▸ **What the task asks**:
Look through the listing below, find every line with the string "index", and copy it.

▸ **Records for processing**:
▬▬▬▬▬▬▬▬▬▬

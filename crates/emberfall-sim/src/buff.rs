//! Timed status effects.
//!
//! A buff applies `damage` once per effect tick, `count` times, with ticks
//! spaced `duration_ms + gap_ms` apart. The first tick lands on the first
//! advance after the buff is attached. Each harmful tick is reduced by the
//! holder's defense like any other hit; negative damage heals in full.
//!
//! Reapplying a buff that is already attached either stacks (adds the new
//! count and stretches the total duration) or resets progress, depending on
//! the definition's `stackable` flag.

use std::collections::BTreeMap;

use serde::{Deserialize, Serialize};

use crate::combat::resolve_damage;

// ---------------------------------------------------------------------------
// BuffDef
// ---------------------------------------------------------------------------

#[derive(Debug, Clone, PartialEq, Eq, Serialize, Deserialize)]
#[serde(rename_all = "camelCase")]
pub struct BuffDef {
    pub id: i64,
    #[serde(default)]
    pub name: String,
    /// Life change per effect tick.
    pub damage: i32,
    pub duration_ms: u64,
    #[serde(default)]
    pub gap_ms: u64,
    pub count: u32,
    #[serde(default)]
    pub stackable: bool,
}

impl BuffDef {
    /// Time between effect ticks, never zero.
    pub fn period_ms(&self) -> u64 {
        (self.duration_ms + self.gap_ms).max(1)
    }
}

// ---------------------------------------------------------------------------
// Buff
// ---------------------------------------------------------------------------

/// One attached buff.
#[derive(Debug, Clone, PartialEq, Eq)]
pub struct Buff {
    def: BuffDef,
    count: u32,
    current: u32,
    elapsed_ms: u64,
    total_ms: u64,
}

/// What one advance did to a buff.
#[derive(Debug, Clone, Copy, PartialEq, Eq, Default)]
pub struct BuffStep {
    /// Effect ticks crossed during this advance.
    pub fires: u32,
    pub expired: bool,
}

impl Buff {
    pub fn new(def: BuffDef) -> Self {
        let count = def.count;
        let total_ms = u64::from(count) * def.period_ms();
        Self {
            def,
            count,
            current: 0,
            elapsed_ms: 0,
            total_ms,
        }
    }

    pub fn def(&self) -> &BuffDef {
        &self.def
    }

    pub fn count(&self) -> u32 {
        self.count
    }

    /// Effect ticks already applied.
    pub fn current(&self) -> u32 {
        self.current
    }

    pub fn elapsed_ms(&self) -> u64 {
        self.elapsed_ms
    }

    pub fn total_ms(&self) -> u64 {
        self.total_ms
    }

    /// Apply `def` again on top of this buff.
    pub fn reapply(&mut self, def: &BuffDef) {
        if self.def.stackable {
            self.count += def.count;
            self.total_ms = u64::from(self.count) * self.def.period_ms();
        } else {
            self.elapsed_ms = 0;
            self.current = 0;
        }
    }

    pub fn advance(&mut self, elapsed_ms: u64) -> BuffStep {
        self.elapsed_ms += elapsed_ms;
        let index = (self.elapsed_ms / self.def.period_ms() + 1).min(u64::from(self.count)) as u32;
        let fires = index.saturating_sub(self.current);
        self.current = self.current.max(index);
        BuffStep {
            fires,
            expired: self.elapsed_ms > self.total_ms,
        }
    }
}

// ---------------------------------------------------------------------------
// BuffSet
// ---------------------------------------------------------------------------

/// Result of [`BuffSet::add`].
#[derive(Debug, Clone, Copy, PartialEq, Eq)]
pub enum BuffApplied {
    Attached,
    Stacked,
    Reset,
}

/// Net effect of advancing every attached buff.
#[derive(Debug, Clone, Default, PartialEq, Eq)]
pub struct BuffReport {
    /// `(buff id, summed life change)` for every buff that ticked.
    pub effects: Vec<(i64, i32)>,
    /// Buffs that ran out and were detached.
    pub removed: Vec<i64>,
}

/// Active buffs of one actor, keyed by buff id.
#[derive(Debug, Clone, Default)]
pub struct BuffSet {
    buffs: BTreeMap<i64, Buff>,
}

impl BuffSet {
    pub fn new() -> Self {
        Self::default()
    }

    pub fn add(&mut self, def: BuffDef) -> BuffApplied {
        match self.buffs.get_mut(&def.id) {
            Some(existing) => {
                existing.reapply(&def);
                if existing.def.stackable {
                    BuffApplied::Stacked
                } else {
                    BuffApplied::Reset
                }
            }
            None => {
                self.buffs.insert(def.id, Buff::new(def));
                BuffApplied::Attached
            }
        }
    }

    pub fn get(&self, id: i64) -> Option<&Buff> {
        self.buffs.get(&id)
    }

    pub fn remove(&mut self, id: i64) -> Option<Buff> {
        self.buffs.remove(&id)
    }

    pub fn len(&self) -> usize {
        self.buffs.len()
    }

    pub fn is_empty(&self) -> bool {
        self.buffs.is_empty()
    }

    pub fn clear(&mut self) {
        self.buffs.clear();
    }

    /// Advance every buff by `elapsed_ms` for a holder with `defense`.
    pub fn advance(&mut self, elapsed_ms: u64, defense: i32) -> BuffReport {
        let mut report = BuffReport::default();
        for (id, buff) in &mut self.buffs {
            let step = buff.advance(elapsed_ms);
            if step.fires > 0 {
                let per_tick = resolve_damage(buff.def.damage, defense);
                let total = per_tick.saturating_mul(step.fires as i32);
                report.effects.push((*id, total));
            }
            if step.expired {
                report.removed.push(*id);
            }
        }
        for id in &report.removed {
            self.buffs.remove(id);
        }
        report
    }
}

// ---------------------------------------------------------------------------
// Tests
// ---------------------------------------------------------------------------

#[cfg(test)]
mod tests {
    use super::*;

    fn poison(stackable: bool) -> BuffDef {
        BuffDef {
            id: 7,
            name: "poison".into(),
            damage: 5,
            duration_ms: 200,
            gap_ms: 100,
            count: 3,
            stackable,
        }
    }

    #[test]
    fn total_is_count_times_period() {
        let buff = Buff::new(poison(false));
        assert_eq!(buff.total_ms(), 900);
    }

    #[test]
    fn non_stackable_reapply_resets_progress() {
        let mut set = BuffSet::new();
        set.add(poison(false));
        set.advance(400, 0);
        assert_eq!(set.get(7).unwrap().current(), 2);
        assert_eq!(set.add(poison(false)), BuffApplied::Reset);
        let buff = set.get(7).unwrap();
        assert_eq!(buff.elapsed_ms(), 0);
        assert_eq!(buff.current(), 0);
        assert_eq!(buff.count(), 3);
        assert_eq!(buff.total_ms(), 900);
    }

    #[test]
    fn stackable_reapply_adds_count_and_stretches_total() {
        let mut set = BuffSet::new();
        set.add(poison(true));
        set.advance(100, 0);
        assert_eq!(set.add(poison(true)), BuffApplied::Stacked);
        let buff = set.get(7).unwrap();
        assert_eq!(buff.count(), 6);
        assert_eq!(buff.total_ms(), 6 * 300);
        assert_eq!(buff.elapsed_ms(), 100);
    }

    #[test]
    fn fires_once_per_boundary_then_expires() {
        let mut set = BuffSet::new();
        set.add(poison(false));
        let mut applied = 0;
        let mut removed = false;
        for _ in 0..12 {
            let report = set.advance(100, 0);
            applied += report.effects.iter().map(|(_, d)| d).sum::<i32>();
            if report.removed.contains(&7) {
                removed = true;
                break;
            }
        }
        assert_eq!(applied, 15);
        assert!(removed);
        assert!(set.is_empty());
    }

    #[test]
    fn harmful_ticks_are_reduced_by_defense() {
        let mut set = BuffSet::new();
        set.add(poison(false));
        let report = set.advance(100, 2);
        assert_eq!(report.effects, vec![(7, 3)]);
        // A single step covering every tick still resolves each one.
        let report = set.advance(1_000, 10);
        assert_eq!(report.effects, vec![(7, 2)]);
    }

    #[test]
    fn healing_ticks_ignore_defense() {
        let mut set = BuffSet::new();
        let mut regen = poison(false);
        regen.damage = -4;
        set.add(regen);
        assert_eq!(set.advance(100, 50).effects, vec![(7, -4)]);
    }

    #[test]
    fn large_step_never_exceeds_count() {
        let mut buff = Buff::new(poison(false));
        let step = buff.advance(10_000);
        assert_eq!(step.fires, 3);
        assert!(step.expired);
    }
}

▬▬▬▬▬▬▬▬▬▬

▸ **Solution to the problem**:
        let index = (self.elapsed_ms / self.def.period_ms() + 1).min(u64::from(self.count)) as u32;
        let fires = index.saturating_sub(self.current);
        self.current = self.current.max(index);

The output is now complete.